According to figures supplied by PrivateFly from WINGX, there were 12,566 charter flights to the ten busiest Caribbean airports alone from November 2013 to April 2014, the high season for Caribbean travel. Based on data from Prince & Associates showing that private jets bring an average of $69,000 in spend to the destinations they visit (excluding fuel and landing fees), private jet travelers brought some $867 million in spending to the destinations where the top ten airports were located.
Carol Cork, PrivateFly’s marketing head, noted that charter is only about one-third of private jet activity — the rest being owned jets and fractionally owned jets, so more likely elite travelers will again bring billions of dollars in spending to the Caribbean in the coming months.
The top destination was Nassau, where private jet charter fliers alone brought $278 million.
St Maarten is often a stopping off place for St Barts, a popular villa destination and pick-up location for super-yachts. Elite travelers drove $104 million in revenue to the island.
Providenciales in the Turks and Caicos gained $94 million from ultra high net worth families arriving by private jet. Earlier this year a private Boeing 727 with a family of 20 from Nebraska arrived to spend ten days at Beaches Resort, according to Cork.

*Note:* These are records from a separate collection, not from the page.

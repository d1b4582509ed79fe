//! Tool schemas.
//!
//! A declarative description of a callable tool: name, description, and a
//! flat parameter list. Schemas are frozen into the agent record at creation
//! time; provider adapters lower them to whatever wire shape the model API
//! expects.

use serde::{Deserialize, Serialize};
use serde_json::Value;

/// Schema of a single tool parameter.
#[derive(Debug, Clone, PartialEq, Serialize, Deserialize)]
pub struct ToolParam {
    pub name: String,
    /// JSON-schema type name: "string", "number", "boolean", "array", ...
    #[serde(rename = "type")]
    pub param_type: String,
    pub description: String,
    #[serde(default)]
    pub required: bool,
    /// Item schema for array parameters.
    #[serde(default, skip_serializing_if = "Option::is_none")]
    pub items: Option<Value>,
}

impl ToolParam {
    pub fn string(name: impl Into<String>, description: impl Into<String>, required: bool) -> Self {
        Self {
            name: name.into(),
            param_type: "string".into(),
            description: description.into(),
            required,
            items: None,
        }
    }

    pub fn number(name: impl Into<String>, description: impl Into<String>, required: bool) -> Self {
        Self {
            name: name.into(),
            param_type: "number".into(),
            description: description.into(),
            required,
            items: None,
        }
    }

    pub fn string_array(
        name: impl Into<String>,
        description: impl Into<String>,
        required: bool,
    ) -> Self {
        Self {
            name: name.into(),
            param_type: "array".into(),
            description: description.into(),
            required,
            items: Some(serde_json::json!({"type": "string"})),
        }
    }
}

/// Schema of a callable tool.
#[derive(Debug, Clone, PartialEq, Serialize, Deserialize)]
pub struct ToolSchema {
    pub name: String,
    pub description: String,
    #[serde(default)]
    pub parameters: Vec<ToolParam>,
}

impl ToolSchema {
    pub fn new(name: impl Into<String>, description: impl Into<String>) -> Self {
        Self {
            name: name.into(),
            description: description.into(),
            parameters: Vec::new(),
        }
    }

    pub fn with_param(mut self, param: ToolParam) -> Self {
        self.parameters.push(param);
        self
    }
}

#[cfg(test)]
mod tests {
    use super::*;

    #[test]
    fn schema_round_trip() {
        let schema = ToolSchema::new("calculator", "Perform basic arithmetic")
            .with_param(ToolParam::string("operation", "add, subtract", true))
            .with_param(ToolParam::number("a", "First operand", true));
        let json = serde_json::to_string(&schema).unwrap();
        let back: ToolSchema = serde_json::from_str(&json).unwrap();
        assert_eq!(back, schema);
        assert_eq!(back.parameters.len(), 2);
    }

    #[test]
    fn array_param_carries_item_schema() {
        let param = ToolParam::string_array("tools", "Tool names", true);
        let value = serde_json::to_value(&param).unwrap();
        assert_eq!(value["type"], "array");
        assert_eq!(value["items"]["type"], "string");
    }
}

Luis Munoz Marin Airport in San Juan, one of four private jet airports serving Puerto Rico was the gateway for $88 million to enter the territory’s economy.
Abaco in the Bahamas followed with elite travelers generating some $64 million for the economy, with St Thomas following at $56 million. Bermuda, North Eleuthera, Anguilla and Cayman followed.

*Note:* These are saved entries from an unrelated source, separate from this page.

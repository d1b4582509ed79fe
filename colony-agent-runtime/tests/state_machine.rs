//! State machine tests: the full event choreography driven over the
//! in-process bus with scripted model and tool runtimes.

use colony_agent_runtime::AgentRuntime;
use colony_bus::{emit, subscribe, EventBus, InProcessBus};
use colony_core::processor::conversation_is_well_formed;
use colony_core::subject::queue;
use colony_core::{
    AgentCreateEvent, AgentDeletedEvent, AgentErrorEvent, AgentFinishEvent,
    AgentRuntimeErrorEvent, AgentId, AgentStartEvent, LlmRequestEvent, LlmResponseEvent, Message,
    TaskCreateEvent, TaskErrorEvent, TaskFinishEvent, ToolCallResult, ToolExecRequestEvent,
    ToolExecResultsEvent, ToolParam, ToolSchema,
};
use colony_store::{AgentRecord, AgentStore, MemoryKv};
use serde_json::json;
use std::collections::VecDeque;
use std::sync::{Arc, Mutex};

struct Harness {
    bus: Arc<InProcessBus>,
    agents: AgentStore,
}

impl Harness {
    async fn new() -> Self {
        Self::with_runtime(|bus, agents| AgentRuntime::new(bus, agents)).await
    }

    async fn with_runtime(
        build: impl FnOnce(Arc<dyn EventBus>, AgentStore) -> AgentRuntime,
    ) -> Self {
        let bus = Arc::new(InProcessBus::new());
        let agents = AgentStore::new(Arc::new(MemoryKv::new()));
        let dyn_bus: Arc<dyn EventBus> = bus.clone();
        let runtime = Arc::new(build(dyn_bus, agents.clone()));
        runtime.subscribe().await.unwrap();
        Self { bus, agents }
    }

    /// Play the LLM runtime: answer each `llm-request` with the next
    /// scripted message list.
    async fn script_llm(&self, responses: Vec<Vec<Message>>) {
        let responses = Arc::new(Mutex::new(VecDeque::from(responses)));
        let bus = self.bus.clone();
        subscribe::<LlmRequestEvent, _, _>(self.bus.as_ref(), queue::LLM_RUNTIME, move |event| {
            let responses = responses.clone();
            let bus = bus.clone();
            async move {
                let next = responses.lock().unwrap().pop_front();
                if let Some(messages) = next {
                    let response = LlmResponseEvent::new(event, messages);
                    emit(bus.as_ref(), &response).await.unwrap();
                }
            }
        })
        .await
        .unwrap();
    }

    /// Play the tool runtime: answer every call in a request with a fixed
    /// result, preserving request order.
    async fn script_tools(&self, result: &'static str) {
        let bus = self.bus.clone();
        subscribe::<ToolExecRequestEvent, _, _>(
            self.bus.as_ref(),
            queue::TOOL_RUNTIME,
            move |event| {
                let bus = bus.clone();
                async move {
                    let results = event
                        .tool_calls
                        .iter()
                        .map(|call| ToolCallResult {
                            tool_call_id: call.tool_call_id.clone(),
                            tool_name: call.tool_name.clone(),
                            result: result.to_string(),
                        })
                        .collect();
                    let event = ToolExecResultsEvent::new(event.agent_id, results);
                    emit(bus.as_ref(), &event).await.unwrap();
                }
            },
        )
        .await
        .unwrap();
    }
}

fn calc_schema() -> ToolSchema {
    ToolSchema::new("calculator", "Perform basic arithmetic")
        .with_param(ToolParam::string("operation", "add, subtract", true))
        .with_param(ToolParam::number("a", "First operand", true))
        .with_param(ToolParam::number("b", "Second operand", true))
}

fn tool_call(id: &str, name: &str, args: serde_json::Value) -> Message {
    let arguments = match args {
        serde_json::Value::Object(map) => map,
        _ => panic!("args must be an object"),
    };
    Message::tool_call(id, name, arguments)
}

#[tokio::test]
async fn simple_completion_runs_to_task_finish() {
    let harness = Harness::new().await;
    harness.script_llm(vec![vec![Message::assistant("hi")]]).await;

    let agent_id = AgentId::primary();
    let task = TaskCreateEvent::new(agent_id.clone(), "say hi", "", vec![], vec![]);
    emit(harness.bus.as_ref(), &task).await.unwrap();

    let finishes = harness.bus.events::<TaskFinishEvent>();
    assert_eq!(finishes.len(), 1);
    assert_eq!(finishes[0].agent_id, agent_id);
    assert_eq!(finishes[0].result, "hi");

    // Cleanup ran: the agent row is gone.
    assert_eq!(harness.bus.events::<AgentDeletedEvent>().len(), 1);
    assert!(!harness.agents.exists(&agent_id).await.unwrap());
}

#[tokio::test]
async fn one_tool_round_preserves_order_and_pairing() {
    let harness = Harness::new().await;
    harness
        .script_llm(vec![
            vec![tool_call(
                "c1",
                "calculator",
                json!({"a": 2, "b": 2, "operation": "add"}),
            )],
            vec![Message::assistant("4")],
        ])
        .await;
    harness.script_tools("4").await;

    let agent_id = AgentId::primary();
    let task = TaskCreateEvent::new(agent_id.clone(), "2+2", "", vec![calc_schema()], vec![]);
    emit(harness.bus.as_ref(), &task).await.unwrap();

    let exec_requests = harness.bus.events::<ToolExecRequestEvent>();
    assert_eq!(exec_requests.len(), 1);
    assert_eq!(exec_requests[0].tool_calls.len(), 1);
    assert_eq!(exec_requests[0].tool_calls[0].tool_call_id, "c1");

    let exec_results = harness.bus.events::<ToolExecResultsEvent>();
    assert_eq!(exec_results.len(), 1);
    for (i, result) in exec_results[0].results.iter().enumerate() {
        assert_eq!(result.tool_call_id, exec_requests[0].tool_calls[i].tool_call_id);
    }

    let finishes = harness.bus.events::<TaskFinishEvent>();
    assert_eq!(finishes.len(), 1);
    assert_eq!(finishes[0].result, "4");

    // Every prompt snapshot along the way was well-formed.
    for request in harness.bus.events::<LlmRequestEvent>() {
        assert!(conversation_is_well_formed(&request.messages));
    }
}

#[tokio::test]
async fn system_prompt_leads_the_assembled_prompt() {
    let harness = Harness::new().await;

    let agent_id = AgentId::primary();
    let create = AgentCreateEvent::new(agent_id, "greet", "You are terse.", vec![], vec![]);
    emit(harness.bus.as_ref(), &create).await.unwrap();

    let requests = harness.bus.events::<LlmRequestEvent>();
    assert_eq!(requests.len(), 1);
    assert_eq!(requests[0].messages[0], Message::system("You are terse."));
    assert_eq!(requests[0].messages[1], Message::user("greet"));
    assert_eq!(requests[0].retry_count, 0);
}

#[tokio::test]
async fn duplicate_create_is_rejected_once() {
    let harness = Harness::new().await;

    let agent_id = AgentId::primary();
    let create = AgentCreateEvent::new(agent_id.clone(), "t", "", vec![], vec![]);
    emit(harness.bus.as_ref(), &create).await.unwrap();
    emit(harness.bus.as_ref(), &create).await.unwrap();

    // One row, one rejection, one start.
    assert!(harness.agents.exists(&agent_id).await.unwrap());
    assert_eq!(harness.bus.events::<AgentRuntimeErrorEvent>().len(), 1);
    assert_eq!(harness.bus.events::<AgentStartEvent>().len(), 1);
}

#[tokio::test]
async fn task_terminals_fire_only_for_primaries() {
    let harness = Harness::new().await;
    let primary = AgentId::primary();
    let sub = primary.sub_agent();

    emit(
        harness.bus.as_ref(),
        &AgentFinishEvent::new(sub.clone(), "sub done"),
    )
    .await
    .unwrap();
    assert!(harness.bus.events::<TaskFinishEvent>().is_empty());
    assert_eq!(harness.bus.events::<AgentDeletedEvent>().len(), 1);

    emit(
        harness.bus.as_ref(),
        &AgentFinishEvent::new(primary.clone(), "done"),
    )
    .await
    .unwrap();
    let finishes = harness.bus.events::<TaskFinishEvent>();
    assert_eq!(finishes.len(), 1);
    assert_eq!(finishes[0].agent_id, primary);

    emit(harness.bus.as_ref(), &AgentErrorEvent::new(sub, "boom"))
        .await
        .unwrap();
    assert!(harness.bus.events::<TaskErrorEvent>().is_empty());

    emit(harness.bus.as_ref(), &AgentErrorEvent::new(primary, "boom"))
        .await
        .unwrap();
    assert_eq!(harness.bus.events::<TaskErrorEvent>().len(), 1);
}

#[tokio::test]
async fn redelivered_tool_results_append_once_but_still_advance() {
    let harness = Harness::new().await;

    let agent_id = AgentId::primary();
    let record = AgentRecord {
        agent_id: agent_id.clone(),
        task: "2+2".into(),
        system_prompt: String::new(),
        tool_schemas: vec![calc_schema()],
        messages: vec![
            Message::user("2+2"),
            tool_call("c1", "calculator", json!({"a": 2, "b": 2, "operation": "add"})),
        ],
    };
    harness.agents.save(&record).await.unwrap();

    let results = ToolExecResultsEvent::new(
        agent_id.clone(),
        vec![ToolCallResult {
            tool_call_id: "c1".into(),
            tool_name: "calculator".into(),
            result: "4".into(),
        }],
    );
    emit(harness.bus.as_ref(), &results).await.unwrap();
    emit(harness.bus.as_ref(), &results).await.unwrap();

    let stored = harness.agents.get(&agent_id).await.unwrap();
    let appended: Vec<_> = stored
        .messages
        .iter()
        .filter(|message| message.is_tool_result())
        .collect();
    assert_eq!(appended.len(), 1);
    assert!(conversation_is_well_formed(&stored.messages));

    // Both deliveries still re-entered the model loop.
    assert_eq!(harness.bus.events::<LlmRequestEvent>().len(), 2);
}

#[tokio::test]
async fn missing_row_unwinds_through_task_error() {
    let harness = Harness::new().await;

    let agent_id = AgentId::primary();
    let request = LlmRequestEvent::new(agent_id.clone(), vec![Message::user("hi")], vec![]);
    let response = LlmResponseEvent::new(request, vec![Message::assistant("hi")]);
    emit(harness.bus.as_ref(), &response).await.unwrap();

    assert_eq!(harness.bus.events::<AgentErrorEvent>().len(), 1);
    let errors = harness.bus.events::<TaskErrorEvent>();
    assert_eq!(errors.len(), 1);
    assert_eq!(errors[0].agent_id, agent_id);
    assert_eq!(harness.bus.events::<AgentDeletedEvent>().len(), 1);
}

#[tokio::test]
async fn response_without_assistant_text_finishes_empty() {
    let harness = Harness::new().await;
    harness.script_llm(vec![vec![]]).await;

    let agent_id = AgentId::primary();
    let task = TaskCreateEvent::new(agent_id, "noop", "", vec![], vec![]);
    emit(harness.bus.as_ref(), &task).await.unwrap();

    let finishes = harness.bus.events::<TaskFinishEvent>();
    assert_eq!(finishes.len(), 1);
    assert!(finishes[0].result.is_empty());
}

#[tokio::test]
async fn conversation_processor_reshapes_stored_history() {
    let harness = Harness::with_runtime(|bus, agents| {
        AgentRuntime::new(bus, agents).with_processor(Arc::new(|messages| {
            messages
                .into_iter()
                .map(|message| match message {
                    Message::Assistant { content } => Message::assistant(content.to_uppercase()),
                    other => other,
                })
                .collect()
        }))
    })
    .await;

    let agent_id = AgentId::primary();
    let record = AgentRecord {
        agent_id: agent_id.clone(),
        task: "greet".into(),
        system_prompt: String::new(),
        tool_schemas: vec![],
        messages: vec![Message::user("greet")],
    };
    harness.agents.save(&record).await.unwrap();

    let request = LlmRequestEvent::new(agent_id.clone(), record.prompt(), vec![]);
    let response = LlmResponseEvent::new(
        request,
        vec![tool_call("c1", "calculator", json!({})), Message::assistant("hi")],
    );
    emit(harness.bus.as_ref(), &response).await.unwrap();

    let stored = harness.agents.get(&agent_id).await.unwrap();
    assert!(stored
        .messages
        .iter()
        .any(|message| matches!(message, Message::Assistant { content } if content == "HI")));
    assert!(conversation_is_well_formed(&stored.messages));
}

“When one considers the above numbers represent only 33 to 50 percent of total private aviation activity to the region and only the ten busiest airports, it shows the huge opportunity for destinations and resorts to increase their share of super rich winter travel spending,” Gollan said.

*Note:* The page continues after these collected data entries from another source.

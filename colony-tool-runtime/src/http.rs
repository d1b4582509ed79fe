//! HTTP surface: schema resolution for the launcher, and liveness.

use crate::ToolRegistry;
use axum::extract::State;
use axum::routing::{get, post};
use axum::{Json, Router};
use colony_core::ToolSchema;
use serde::{Deserialize, Serialize};
use std::sync::Arc;

/// `POST /schemas` request body. A missing `tools` field means "all".
#[derive(Debug, Deserialize)]
pub struct SchemasRequest {
    #[serde(default)]
    pub tools: Option<Vec<String>>,
}

/// `POST /schemas` response body.
#[derive(Debug, Serialize)]
pub struct SchemasResponse {
    pub schemas: Vec<ToolSchema>,
}

/// Build the tool runtime's HTTP router.
pub fn router(registry: Arc<ToolRegistry>) -> Router {
    Router::new()
        .route("/schemas", post(get_schemas))
        .route("/health", get(health))
        .with_state(registry)
}

async fn get_schemas(
    State(registry): State<Arc<ToolRegistry>>,
    Json(request): Json<SchemasRequest>,
) -> Json<SchemasResponse> {
    Json(SchemasResponse {
        schemas: registry.schemas(request.tools.as_deref()),
    })
}

async fn health() -> &'static str {
    "OK"
}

Gollan added: “During Caribbean Week in New York earlier this year Sarah Wescot-Williams, then prime minister of St Maarten, recalled how the crew of a mega-yacht spent $10,000 on flowers as they prepared the boat for the owner’s private jet arrival. Also in St Maarten, a tourism official noted that a family renting a villa spent some $40,000 on flowers.”
In another story of high spending, Roxanne Genier, former super-yacht crew and now luxury market consultant, described how on a rainy day the owner of the super-yacht she was working off popped off for some quick shopping and returned with a $200,000 bracelet.